# Data records
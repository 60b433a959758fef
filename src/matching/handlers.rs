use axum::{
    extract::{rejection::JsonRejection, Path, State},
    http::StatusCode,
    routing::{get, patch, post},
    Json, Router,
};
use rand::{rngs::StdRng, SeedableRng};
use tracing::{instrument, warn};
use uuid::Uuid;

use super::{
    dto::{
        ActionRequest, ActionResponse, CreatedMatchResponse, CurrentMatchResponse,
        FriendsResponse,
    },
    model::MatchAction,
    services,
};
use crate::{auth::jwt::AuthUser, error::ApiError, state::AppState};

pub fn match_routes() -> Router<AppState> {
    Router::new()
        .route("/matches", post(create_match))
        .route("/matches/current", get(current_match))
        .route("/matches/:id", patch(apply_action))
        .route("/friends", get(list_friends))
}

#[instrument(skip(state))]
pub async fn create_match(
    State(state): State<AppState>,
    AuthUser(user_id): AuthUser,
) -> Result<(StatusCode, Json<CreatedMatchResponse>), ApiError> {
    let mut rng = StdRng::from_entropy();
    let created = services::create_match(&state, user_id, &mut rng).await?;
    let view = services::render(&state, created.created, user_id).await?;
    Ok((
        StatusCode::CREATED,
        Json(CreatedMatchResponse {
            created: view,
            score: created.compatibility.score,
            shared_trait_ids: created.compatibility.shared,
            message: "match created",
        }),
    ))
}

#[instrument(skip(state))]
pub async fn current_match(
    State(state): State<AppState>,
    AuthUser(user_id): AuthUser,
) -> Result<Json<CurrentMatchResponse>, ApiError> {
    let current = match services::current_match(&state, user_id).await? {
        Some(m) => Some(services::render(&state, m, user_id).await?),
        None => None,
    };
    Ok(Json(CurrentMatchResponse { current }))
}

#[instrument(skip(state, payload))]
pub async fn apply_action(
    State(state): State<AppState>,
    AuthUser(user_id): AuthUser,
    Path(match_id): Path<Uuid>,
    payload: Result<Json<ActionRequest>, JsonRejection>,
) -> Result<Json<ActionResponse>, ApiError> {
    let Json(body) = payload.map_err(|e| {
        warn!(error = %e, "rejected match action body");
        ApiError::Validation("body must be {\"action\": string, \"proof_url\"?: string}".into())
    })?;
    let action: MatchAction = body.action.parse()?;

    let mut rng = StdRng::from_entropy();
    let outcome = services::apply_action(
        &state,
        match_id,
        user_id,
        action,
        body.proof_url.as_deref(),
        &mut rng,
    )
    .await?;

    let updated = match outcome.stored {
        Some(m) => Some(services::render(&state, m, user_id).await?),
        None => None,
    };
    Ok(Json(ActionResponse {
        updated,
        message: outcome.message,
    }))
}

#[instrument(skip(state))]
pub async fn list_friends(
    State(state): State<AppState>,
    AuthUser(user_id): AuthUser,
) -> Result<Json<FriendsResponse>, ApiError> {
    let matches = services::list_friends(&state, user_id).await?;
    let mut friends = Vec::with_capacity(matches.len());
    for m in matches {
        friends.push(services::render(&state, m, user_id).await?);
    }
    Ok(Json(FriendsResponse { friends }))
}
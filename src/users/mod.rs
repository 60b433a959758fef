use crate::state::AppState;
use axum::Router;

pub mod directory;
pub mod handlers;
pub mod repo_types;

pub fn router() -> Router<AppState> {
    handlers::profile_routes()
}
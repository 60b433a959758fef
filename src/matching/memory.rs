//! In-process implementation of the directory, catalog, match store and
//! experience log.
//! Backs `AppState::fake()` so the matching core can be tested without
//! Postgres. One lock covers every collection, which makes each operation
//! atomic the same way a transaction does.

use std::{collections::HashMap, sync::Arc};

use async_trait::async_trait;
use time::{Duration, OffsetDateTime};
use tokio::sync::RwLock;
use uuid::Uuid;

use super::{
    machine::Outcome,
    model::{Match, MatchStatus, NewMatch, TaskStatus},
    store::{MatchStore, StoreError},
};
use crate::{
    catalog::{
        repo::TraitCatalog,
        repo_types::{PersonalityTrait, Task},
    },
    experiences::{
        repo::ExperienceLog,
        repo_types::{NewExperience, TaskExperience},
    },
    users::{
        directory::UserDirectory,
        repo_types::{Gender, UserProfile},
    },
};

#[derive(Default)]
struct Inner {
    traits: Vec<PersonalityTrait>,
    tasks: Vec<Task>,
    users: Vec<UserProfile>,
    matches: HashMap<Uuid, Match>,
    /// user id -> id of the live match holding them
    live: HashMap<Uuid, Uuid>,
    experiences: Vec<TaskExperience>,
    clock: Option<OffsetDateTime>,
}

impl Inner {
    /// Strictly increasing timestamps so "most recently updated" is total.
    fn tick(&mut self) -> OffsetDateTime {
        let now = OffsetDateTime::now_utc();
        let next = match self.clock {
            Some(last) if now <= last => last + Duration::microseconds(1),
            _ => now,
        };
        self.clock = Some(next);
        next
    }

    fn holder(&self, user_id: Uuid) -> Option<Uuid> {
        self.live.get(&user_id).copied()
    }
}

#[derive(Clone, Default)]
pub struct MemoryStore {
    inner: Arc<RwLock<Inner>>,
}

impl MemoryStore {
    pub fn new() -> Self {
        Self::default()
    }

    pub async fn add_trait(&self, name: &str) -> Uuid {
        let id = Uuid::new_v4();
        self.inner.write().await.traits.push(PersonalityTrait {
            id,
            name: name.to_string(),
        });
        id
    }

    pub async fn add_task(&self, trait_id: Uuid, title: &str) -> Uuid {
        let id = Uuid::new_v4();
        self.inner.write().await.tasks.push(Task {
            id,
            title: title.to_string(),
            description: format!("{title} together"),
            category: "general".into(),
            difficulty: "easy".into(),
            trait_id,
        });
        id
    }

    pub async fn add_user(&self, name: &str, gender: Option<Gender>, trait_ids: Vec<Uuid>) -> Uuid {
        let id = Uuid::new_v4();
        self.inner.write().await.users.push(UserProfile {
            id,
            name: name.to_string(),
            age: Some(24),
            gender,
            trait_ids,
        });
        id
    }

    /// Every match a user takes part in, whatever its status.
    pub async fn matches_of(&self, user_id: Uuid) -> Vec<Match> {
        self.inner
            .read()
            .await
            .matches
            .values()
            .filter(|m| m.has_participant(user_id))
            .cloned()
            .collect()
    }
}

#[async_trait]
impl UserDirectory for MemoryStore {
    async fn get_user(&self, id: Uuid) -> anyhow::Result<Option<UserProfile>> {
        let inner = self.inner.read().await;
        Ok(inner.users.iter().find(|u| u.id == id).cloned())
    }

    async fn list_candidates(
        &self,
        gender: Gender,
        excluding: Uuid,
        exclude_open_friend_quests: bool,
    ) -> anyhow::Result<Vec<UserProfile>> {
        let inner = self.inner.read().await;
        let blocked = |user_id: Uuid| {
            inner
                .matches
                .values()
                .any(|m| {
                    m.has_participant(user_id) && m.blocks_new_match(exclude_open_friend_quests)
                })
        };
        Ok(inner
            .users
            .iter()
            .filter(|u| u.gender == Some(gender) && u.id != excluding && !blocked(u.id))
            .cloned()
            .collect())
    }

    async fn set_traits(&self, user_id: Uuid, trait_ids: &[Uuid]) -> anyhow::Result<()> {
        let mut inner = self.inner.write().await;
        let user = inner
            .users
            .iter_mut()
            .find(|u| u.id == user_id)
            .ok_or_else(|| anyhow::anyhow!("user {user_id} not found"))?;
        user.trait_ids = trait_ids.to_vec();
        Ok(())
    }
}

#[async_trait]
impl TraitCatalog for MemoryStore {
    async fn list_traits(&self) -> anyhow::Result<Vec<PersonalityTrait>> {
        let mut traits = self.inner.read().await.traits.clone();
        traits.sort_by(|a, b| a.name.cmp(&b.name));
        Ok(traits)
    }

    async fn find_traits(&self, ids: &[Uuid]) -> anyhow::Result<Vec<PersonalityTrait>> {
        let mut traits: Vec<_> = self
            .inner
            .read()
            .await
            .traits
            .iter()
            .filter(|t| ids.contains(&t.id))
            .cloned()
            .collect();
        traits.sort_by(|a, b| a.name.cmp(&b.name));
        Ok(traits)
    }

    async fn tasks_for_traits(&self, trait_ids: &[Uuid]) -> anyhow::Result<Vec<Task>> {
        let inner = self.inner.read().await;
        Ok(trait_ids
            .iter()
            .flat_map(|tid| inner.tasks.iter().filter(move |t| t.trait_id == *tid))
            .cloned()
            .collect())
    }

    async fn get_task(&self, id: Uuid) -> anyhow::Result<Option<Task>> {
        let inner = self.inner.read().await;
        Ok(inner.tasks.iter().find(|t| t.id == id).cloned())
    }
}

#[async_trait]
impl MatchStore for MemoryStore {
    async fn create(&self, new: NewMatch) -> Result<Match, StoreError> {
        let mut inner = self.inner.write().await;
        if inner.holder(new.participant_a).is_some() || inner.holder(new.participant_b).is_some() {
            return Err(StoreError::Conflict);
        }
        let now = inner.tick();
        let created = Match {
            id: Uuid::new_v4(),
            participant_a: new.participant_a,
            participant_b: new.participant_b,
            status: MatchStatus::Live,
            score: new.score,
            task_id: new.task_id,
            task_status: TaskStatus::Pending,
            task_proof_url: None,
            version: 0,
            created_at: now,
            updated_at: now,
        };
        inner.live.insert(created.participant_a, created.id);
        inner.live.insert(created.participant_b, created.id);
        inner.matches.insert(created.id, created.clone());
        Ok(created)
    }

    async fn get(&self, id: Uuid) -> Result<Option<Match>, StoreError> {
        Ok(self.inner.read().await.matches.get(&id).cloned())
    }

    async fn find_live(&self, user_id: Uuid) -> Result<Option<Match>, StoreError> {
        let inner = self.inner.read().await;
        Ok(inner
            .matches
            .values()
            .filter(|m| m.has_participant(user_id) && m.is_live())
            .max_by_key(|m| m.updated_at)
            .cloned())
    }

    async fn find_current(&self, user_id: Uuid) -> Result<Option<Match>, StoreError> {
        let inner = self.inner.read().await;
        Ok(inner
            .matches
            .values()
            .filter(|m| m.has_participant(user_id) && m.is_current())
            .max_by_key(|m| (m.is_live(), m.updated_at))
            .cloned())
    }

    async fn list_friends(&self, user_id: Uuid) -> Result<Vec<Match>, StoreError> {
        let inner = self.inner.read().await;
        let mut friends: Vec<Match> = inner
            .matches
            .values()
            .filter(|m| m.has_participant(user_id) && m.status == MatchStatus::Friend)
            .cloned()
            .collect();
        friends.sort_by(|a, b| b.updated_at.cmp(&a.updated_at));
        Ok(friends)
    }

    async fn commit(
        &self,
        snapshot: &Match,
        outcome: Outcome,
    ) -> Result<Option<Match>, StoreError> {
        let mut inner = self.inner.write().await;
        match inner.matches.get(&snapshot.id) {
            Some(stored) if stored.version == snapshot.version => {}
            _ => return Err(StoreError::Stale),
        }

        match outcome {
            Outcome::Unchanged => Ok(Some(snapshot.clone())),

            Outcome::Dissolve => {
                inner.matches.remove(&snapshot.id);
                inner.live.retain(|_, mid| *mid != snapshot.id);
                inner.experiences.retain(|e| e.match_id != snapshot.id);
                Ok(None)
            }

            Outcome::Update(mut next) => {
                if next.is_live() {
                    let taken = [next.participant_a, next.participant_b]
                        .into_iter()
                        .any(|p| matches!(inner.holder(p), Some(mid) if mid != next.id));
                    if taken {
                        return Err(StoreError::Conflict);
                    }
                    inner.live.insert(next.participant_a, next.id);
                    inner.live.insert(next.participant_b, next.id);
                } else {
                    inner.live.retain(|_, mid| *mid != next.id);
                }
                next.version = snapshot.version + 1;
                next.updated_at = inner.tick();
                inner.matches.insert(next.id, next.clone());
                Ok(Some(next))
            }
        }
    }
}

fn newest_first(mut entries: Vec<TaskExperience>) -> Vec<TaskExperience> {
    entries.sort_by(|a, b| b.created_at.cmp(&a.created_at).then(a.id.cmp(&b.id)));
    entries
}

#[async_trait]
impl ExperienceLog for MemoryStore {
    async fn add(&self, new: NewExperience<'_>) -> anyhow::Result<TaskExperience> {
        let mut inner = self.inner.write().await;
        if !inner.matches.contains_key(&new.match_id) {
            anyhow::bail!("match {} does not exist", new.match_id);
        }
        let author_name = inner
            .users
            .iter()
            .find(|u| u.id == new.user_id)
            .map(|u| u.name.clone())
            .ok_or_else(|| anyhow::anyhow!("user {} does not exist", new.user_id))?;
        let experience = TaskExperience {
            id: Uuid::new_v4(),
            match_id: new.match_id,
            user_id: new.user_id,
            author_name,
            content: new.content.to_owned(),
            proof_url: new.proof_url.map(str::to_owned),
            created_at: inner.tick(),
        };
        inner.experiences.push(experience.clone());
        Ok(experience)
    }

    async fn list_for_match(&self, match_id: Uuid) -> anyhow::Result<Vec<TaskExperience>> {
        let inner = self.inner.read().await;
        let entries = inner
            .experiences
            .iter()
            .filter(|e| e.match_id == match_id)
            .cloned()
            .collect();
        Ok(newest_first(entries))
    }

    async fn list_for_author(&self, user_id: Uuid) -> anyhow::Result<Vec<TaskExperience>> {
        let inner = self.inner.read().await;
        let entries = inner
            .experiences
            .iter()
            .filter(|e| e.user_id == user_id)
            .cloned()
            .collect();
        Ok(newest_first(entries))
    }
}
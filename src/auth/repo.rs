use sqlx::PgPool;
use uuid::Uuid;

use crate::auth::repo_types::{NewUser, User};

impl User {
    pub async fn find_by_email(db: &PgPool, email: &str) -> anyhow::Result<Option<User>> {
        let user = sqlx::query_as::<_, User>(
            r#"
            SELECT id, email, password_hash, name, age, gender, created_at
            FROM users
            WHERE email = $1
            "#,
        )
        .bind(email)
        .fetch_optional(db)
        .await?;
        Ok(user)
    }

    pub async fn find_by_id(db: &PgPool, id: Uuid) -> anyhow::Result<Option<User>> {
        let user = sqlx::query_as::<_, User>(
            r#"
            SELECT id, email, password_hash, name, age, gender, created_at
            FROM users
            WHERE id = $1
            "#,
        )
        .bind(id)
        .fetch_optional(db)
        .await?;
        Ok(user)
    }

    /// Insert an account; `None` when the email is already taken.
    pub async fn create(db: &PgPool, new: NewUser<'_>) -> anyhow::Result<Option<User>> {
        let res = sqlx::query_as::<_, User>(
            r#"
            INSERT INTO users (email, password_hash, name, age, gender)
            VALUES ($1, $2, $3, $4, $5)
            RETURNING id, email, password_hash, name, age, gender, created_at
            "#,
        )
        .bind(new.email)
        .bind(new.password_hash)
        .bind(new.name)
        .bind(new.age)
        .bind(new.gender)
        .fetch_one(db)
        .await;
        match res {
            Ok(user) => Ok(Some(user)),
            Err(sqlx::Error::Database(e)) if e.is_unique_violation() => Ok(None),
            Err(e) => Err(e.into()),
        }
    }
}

# Assignment
Copy out, from the records above, every line that holds the string "retain".

# Expected output
                inner.live.retain(|_, mid| *mid != snapshot.id);
                inner.experiences.retain(|e| e.match_id != snapshot.id);
                    inner.live.retain(|_, mid| *mid != next.id);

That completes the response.